TSMC’s 7nm Node Supposedly Running Below Capacity

When GlobalFoundries canceled its 7nm ramp this year, it did so because it claimed it hadn’t found enough customers to justify the investment. The overall impact on AMD, GF’s major customer, was apparently negligible — plans were already in the works to bring Epyc and Ryzen up on 7nm. But GlobalFoundries major justification for canceling 7nm was that there simply weren’t enough customers to go around. At the time, we asked whether we might see companies like AMD being squeezed into smaller ramps than they might like due to these issues. Now, it looks like TSMC may have the opposite problem.
A report from DigiTimes claims that TSMC will only be operating at 80-90 percent of its 7nm capacity in 2019. Supposedly Apple, HiSilicon, and Qualcomm have all cut their orders for the first half of the year. It’s not entirely clear why this would be the case. The total smartphone market grew 1.4 percent in Q3 2018 — not much, to be sure, but hardly a catastrophic downturn. That small growth, Samsung’s market share fell sharply, from 22.3 percent to 18.9 percent, while Huawei grew from 9.5 percent to 13.4 percent. HiSilicon is a Huawei subsidiary and uses TSMC for its manufacturing. Qualcomm is rumored to be using TSMC for 7nm, though it’s not clear if they’re single-sourcing with the Taiwanese foundry or using both Samsung and TSMC.
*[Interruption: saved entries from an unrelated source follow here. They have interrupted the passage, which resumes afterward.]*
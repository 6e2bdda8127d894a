//! Render Frames
//!
//! A render frame records which component is currently executing its render
//! function. State writes consult the frame stack so that updates issued
//! during a render (rather than from an event or effect) can be recognised
//! and logged.
//!
//! # Implementation
//!
//! We use a thread-local stack. Rendering a component pushes a frame;
//! dropping the returned guard pops it. Nested frames never happen inside a
//! single pass today, but the stack keeps the guard honest if a host ever
//! renders a second root from inside a component.

use std::cell::RefCell;

use crate::tree::NodeId;

thread_local! {
    static FRAME_STACK: RefCell<Vec<Frame>> = const { RefCell::new(Vec::new()) };
}

/// An entry in the render frame stack.
#[derive(Debug, Clone)]
struct Frame {
    node: NodeId,
    component: &'static str,
    /// State writes issued while this frame was on top of the stack.
    writes: usize,
}

/// Guard that pops the frame when dropped.
///
/// The frame is popped even if the render panics and the panic is caught
/// further up.
pub struct RenderFrame {
    node: NodeId,
}

impl RenderFrame {
    /// Enter a render frame for the given component instance.
    pub fn enter(node: NodeId, component: &'static str) -> Self {
        FRAME_STACK.with(|stack| {
            stack.borrow_mut().push(Frame {
                node,
                component,
                writes: 0,
            });
        });

        Self { node }
    }

    /// Check if a component is currently rendering on this thread.
    pub fn is_active() -> bool {
        FRAME_STACK.with(|stack| !stack.borrow().is_empty())
    }

    /// The node currently rendering, if any.
    pub fn current() -> Option<NodeId> {
        FRAME_STACK.with(|stack| stack.borrow().last().map(|frame| frame.node))
    }

    /// The name of the component currently rendering, if any.
    pub fn current_component() -> Option<&'static str> {
        FRAME_STACK.with(|stack| stack.borrow().last().map(|frame| frame.component))
    }

    /// Record a state write issued during the current render.
    pub fn record_write() {
        FRAME_STACK.with(|stack| {
            if let Some(frame) = stack.borrow_mut().last_mut() {
                frame.writes += 1;
            }
        });
    }

    /// Number of writes issued so far during the current render.
    pub fn writes() -> usize {
        FRAME_STACK.with(|stack| stack.borrow().last().map_or(0, |frame| frame.writes))
    }
}

impl Drop for RenderFrame {
    fn drop(&mut self) {
        FRAME_STACK.with(|stack| {
            let popped = stack.borrow_mut().pop();

            if let Some(frame) = popped {
                debug_assert_eq!(
                    frame.node, self.node,
                    "RenderFrame mismatch: expected {:?}, got {:?}",
                    self.node, frame.node
                );
            }
        });
    }
}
Given that we don’t know if any of TSMC’s other foundry customers are squeezed for volume, we don’t really know if this report will impact their product timelines. In theory, having limited production volume could delay a launch by forcing a manufacturer to wait longer to build a supply of inventory, so larger allocation could be helpful. The best-case scenario is that the PC-centric companies that are or might be planning 7nm launches could bring those launches forward to take advantage of the capacity increase. That’s a complex thing to plan, however, and so we wouldn’t jump to that conclusion.